- _INPUT_

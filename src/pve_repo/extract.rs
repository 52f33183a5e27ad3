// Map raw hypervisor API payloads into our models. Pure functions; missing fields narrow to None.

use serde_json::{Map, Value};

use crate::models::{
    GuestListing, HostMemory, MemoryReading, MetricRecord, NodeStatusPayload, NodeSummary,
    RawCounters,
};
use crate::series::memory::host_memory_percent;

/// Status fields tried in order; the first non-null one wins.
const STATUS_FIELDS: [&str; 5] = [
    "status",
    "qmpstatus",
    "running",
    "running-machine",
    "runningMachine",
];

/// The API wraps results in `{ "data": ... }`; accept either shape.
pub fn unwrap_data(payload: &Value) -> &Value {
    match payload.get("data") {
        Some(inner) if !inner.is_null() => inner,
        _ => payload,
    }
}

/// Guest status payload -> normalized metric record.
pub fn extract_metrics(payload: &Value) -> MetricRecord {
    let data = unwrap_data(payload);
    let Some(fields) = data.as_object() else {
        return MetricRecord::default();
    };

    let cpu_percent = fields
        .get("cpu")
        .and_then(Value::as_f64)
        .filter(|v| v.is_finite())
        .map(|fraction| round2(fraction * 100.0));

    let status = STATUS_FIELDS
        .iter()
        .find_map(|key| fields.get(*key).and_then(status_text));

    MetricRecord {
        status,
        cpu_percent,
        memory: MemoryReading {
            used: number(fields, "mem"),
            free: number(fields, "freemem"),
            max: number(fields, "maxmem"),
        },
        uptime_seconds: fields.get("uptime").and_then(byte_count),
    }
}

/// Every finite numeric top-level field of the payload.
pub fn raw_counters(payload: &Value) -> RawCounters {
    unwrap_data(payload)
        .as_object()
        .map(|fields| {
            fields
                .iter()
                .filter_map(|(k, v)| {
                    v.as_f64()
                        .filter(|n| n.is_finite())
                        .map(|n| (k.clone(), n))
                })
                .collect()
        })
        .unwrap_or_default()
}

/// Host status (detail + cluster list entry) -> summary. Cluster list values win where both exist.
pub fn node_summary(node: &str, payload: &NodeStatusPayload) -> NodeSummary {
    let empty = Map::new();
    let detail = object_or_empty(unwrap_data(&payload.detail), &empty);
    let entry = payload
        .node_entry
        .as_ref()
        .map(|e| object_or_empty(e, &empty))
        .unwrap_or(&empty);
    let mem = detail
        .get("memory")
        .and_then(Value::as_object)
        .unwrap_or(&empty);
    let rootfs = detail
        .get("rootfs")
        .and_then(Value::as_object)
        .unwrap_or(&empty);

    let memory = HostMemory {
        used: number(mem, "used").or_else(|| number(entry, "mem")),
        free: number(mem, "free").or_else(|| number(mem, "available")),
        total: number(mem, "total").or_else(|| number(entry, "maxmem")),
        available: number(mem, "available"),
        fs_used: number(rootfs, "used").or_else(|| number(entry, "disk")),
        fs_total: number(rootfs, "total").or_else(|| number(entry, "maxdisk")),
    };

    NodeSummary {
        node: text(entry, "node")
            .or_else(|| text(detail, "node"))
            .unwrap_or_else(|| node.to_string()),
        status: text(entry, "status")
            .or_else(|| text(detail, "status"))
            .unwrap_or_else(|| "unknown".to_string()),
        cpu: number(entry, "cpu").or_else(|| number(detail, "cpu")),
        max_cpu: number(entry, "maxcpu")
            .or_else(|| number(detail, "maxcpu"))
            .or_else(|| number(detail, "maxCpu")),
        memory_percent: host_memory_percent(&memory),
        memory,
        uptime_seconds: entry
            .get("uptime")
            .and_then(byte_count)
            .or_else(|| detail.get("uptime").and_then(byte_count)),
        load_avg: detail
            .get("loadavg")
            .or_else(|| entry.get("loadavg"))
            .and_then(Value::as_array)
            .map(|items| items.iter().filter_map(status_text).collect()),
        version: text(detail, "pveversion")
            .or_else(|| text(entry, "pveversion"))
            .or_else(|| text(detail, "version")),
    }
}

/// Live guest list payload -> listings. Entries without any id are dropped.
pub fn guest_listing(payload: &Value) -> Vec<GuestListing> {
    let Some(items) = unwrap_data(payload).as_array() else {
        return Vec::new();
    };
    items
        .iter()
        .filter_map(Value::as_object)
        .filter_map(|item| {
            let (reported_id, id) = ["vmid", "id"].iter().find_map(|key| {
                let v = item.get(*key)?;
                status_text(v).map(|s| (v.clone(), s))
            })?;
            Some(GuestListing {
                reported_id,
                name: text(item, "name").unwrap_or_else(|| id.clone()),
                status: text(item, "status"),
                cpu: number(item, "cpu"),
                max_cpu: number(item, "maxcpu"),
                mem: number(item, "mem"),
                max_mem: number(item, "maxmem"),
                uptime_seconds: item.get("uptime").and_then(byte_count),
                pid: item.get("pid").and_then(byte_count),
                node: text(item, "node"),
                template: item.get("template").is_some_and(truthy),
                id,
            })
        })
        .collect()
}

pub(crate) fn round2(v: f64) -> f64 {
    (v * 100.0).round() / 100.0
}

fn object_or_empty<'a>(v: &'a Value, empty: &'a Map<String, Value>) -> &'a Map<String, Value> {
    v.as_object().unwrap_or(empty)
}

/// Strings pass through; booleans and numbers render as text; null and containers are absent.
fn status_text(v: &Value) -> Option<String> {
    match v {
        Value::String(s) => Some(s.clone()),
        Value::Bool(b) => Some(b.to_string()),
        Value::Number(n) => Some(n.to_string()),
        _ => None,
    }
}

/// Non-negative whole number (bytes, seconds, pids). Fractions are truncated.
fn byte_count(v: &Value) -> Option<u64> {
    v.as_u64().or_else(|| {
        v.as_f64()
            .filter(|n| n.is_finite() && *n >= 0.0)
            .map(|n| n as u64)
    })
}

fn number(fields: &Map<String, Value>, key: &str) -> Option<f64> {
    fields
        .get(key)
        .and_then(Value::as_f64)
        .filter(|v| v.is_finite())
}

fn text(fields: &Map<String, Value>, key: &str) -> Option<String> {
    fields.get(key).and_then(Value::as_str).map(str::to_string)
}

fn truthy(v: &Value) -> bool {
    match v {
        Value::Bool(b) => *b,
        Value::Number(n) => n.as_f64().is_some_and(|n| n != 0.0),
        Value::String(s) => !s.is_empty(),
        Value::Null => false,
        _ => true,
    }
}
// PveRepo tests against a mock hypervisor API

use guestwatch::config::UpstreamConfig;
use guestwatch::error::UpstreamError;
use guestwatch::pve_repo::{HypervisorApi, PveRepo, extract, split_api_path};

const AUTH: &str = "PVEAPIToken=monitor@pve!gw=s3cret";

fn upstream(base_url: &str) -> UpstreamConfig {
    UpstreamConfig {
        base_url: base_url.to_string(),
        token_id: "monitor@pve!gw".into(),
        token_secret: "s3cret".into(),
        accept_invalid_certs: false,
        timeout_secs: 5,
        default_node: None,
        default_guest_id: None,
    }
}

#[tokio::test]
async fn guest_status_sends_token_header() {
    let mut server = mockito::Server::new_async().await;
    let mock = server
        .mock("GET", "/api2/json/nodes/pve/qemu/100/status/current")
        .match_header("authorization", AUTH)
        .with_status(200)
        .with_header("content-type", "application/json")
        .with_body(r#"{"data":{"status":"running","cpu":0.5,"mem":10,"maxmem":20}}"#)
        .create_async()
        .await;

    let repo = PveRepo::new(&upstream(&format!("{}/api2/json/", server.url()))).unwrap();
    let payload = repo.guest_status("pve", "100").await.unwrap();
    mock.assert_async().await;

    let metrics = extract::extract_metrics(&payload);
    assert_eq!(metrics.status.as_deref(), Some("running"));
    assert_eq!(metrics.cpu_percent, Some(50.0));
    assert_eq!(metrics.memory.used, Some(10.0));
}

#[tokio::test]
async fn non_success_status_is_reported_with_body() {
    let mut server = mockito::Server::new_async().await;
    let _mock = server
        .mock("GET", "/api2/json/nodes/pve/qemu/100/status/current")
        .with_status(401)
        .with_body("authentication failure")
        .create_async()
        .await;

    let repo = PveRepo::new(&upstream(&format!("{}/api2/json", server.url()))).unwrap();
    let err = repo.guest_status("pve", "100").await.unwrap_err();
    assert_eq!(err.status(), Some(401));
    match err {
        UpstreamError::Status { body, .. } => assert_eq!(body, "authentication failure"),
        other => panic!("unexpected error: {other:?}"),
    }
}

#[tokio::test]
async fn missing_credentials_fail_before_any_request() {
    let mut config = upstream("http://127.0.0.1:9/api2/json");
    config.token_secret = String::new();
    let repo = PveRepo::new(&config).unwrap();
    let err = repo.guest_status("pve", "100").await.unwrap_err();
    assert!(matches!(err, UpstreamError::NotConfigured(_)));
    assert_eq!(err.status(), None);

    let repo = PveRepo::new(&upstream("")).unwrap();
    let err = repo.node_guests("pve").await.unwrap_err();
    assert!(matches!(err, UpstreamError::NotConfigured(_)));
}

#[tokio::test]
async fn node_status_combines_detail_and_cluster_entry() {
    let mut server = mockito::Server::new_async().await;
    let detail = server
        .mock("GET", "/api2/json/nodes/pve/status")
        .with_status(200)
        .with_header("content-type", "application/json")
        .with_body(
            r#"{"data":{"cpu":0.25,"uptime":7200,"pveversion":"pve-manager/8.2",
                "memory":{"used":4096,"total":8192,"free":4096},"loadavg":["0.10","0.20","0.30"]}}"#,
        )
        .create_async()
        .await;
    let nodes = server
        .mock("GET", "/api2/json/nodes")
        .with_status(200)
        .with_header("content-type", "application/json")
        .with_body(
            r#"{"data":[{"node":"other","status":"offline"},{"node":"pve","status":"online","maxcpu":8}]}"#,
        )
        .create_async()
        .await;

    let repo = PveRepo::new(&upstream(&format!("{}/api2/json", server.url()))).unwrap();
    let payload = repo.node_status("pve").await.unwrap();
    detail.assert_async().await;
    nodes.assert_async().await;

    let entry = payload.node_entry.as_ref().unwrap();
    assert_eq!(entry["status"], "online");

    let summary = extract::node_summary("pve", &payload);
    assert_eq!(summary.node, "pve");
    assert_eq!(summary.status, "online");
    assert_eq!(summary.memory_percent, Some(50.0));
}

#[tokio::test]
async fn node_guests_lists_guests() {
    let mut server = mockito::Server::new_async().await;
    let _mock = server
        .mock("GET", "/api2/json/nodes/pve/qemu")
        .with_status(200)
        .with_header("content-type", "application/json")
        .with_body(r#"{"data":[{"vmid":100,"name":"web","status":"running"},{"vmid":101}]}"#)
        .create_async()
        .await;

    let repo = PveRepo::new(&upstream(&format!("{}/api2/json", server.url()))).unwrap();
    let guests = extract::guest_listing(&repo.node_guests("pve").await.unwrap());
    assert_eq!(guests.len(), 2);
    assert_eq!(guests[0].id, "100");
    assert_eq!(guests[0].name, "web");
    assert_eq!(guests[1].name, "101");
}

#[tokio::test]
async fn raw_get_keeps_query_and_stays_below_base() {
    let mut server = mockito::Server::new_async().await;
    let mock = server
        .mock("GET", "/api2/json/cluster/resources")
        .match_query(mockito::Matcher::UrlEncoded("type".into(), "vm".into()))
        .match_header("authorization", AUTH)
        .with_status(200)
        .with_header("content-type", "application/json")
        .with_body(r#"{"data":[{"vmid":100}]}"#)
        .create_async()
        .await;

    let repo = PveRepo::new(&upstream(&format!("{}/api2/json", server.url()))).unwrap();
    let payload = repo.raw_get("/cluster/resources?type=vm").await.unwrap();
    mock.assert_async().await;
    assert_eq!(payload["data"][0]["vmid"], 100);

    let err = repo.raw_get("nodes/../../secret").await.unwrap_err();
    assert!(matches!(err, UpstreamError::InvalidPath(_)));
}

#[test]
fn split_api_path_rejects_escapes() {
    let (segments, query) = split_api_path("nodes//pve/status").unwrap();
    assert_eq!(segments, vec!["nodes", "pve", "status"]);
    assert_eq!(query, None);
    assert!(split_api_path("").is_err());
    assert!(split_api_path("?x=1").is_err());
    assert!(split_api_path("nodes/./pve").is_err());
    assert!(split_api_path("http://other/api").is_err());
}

- _EXERCISE AIM_
Copy out every line of the listing that includes the string "truthy".

- _ANSWER SECTION_
                template: item.get("template").is_some_and(truthy),
fn truthy(v: &Value) -> bool {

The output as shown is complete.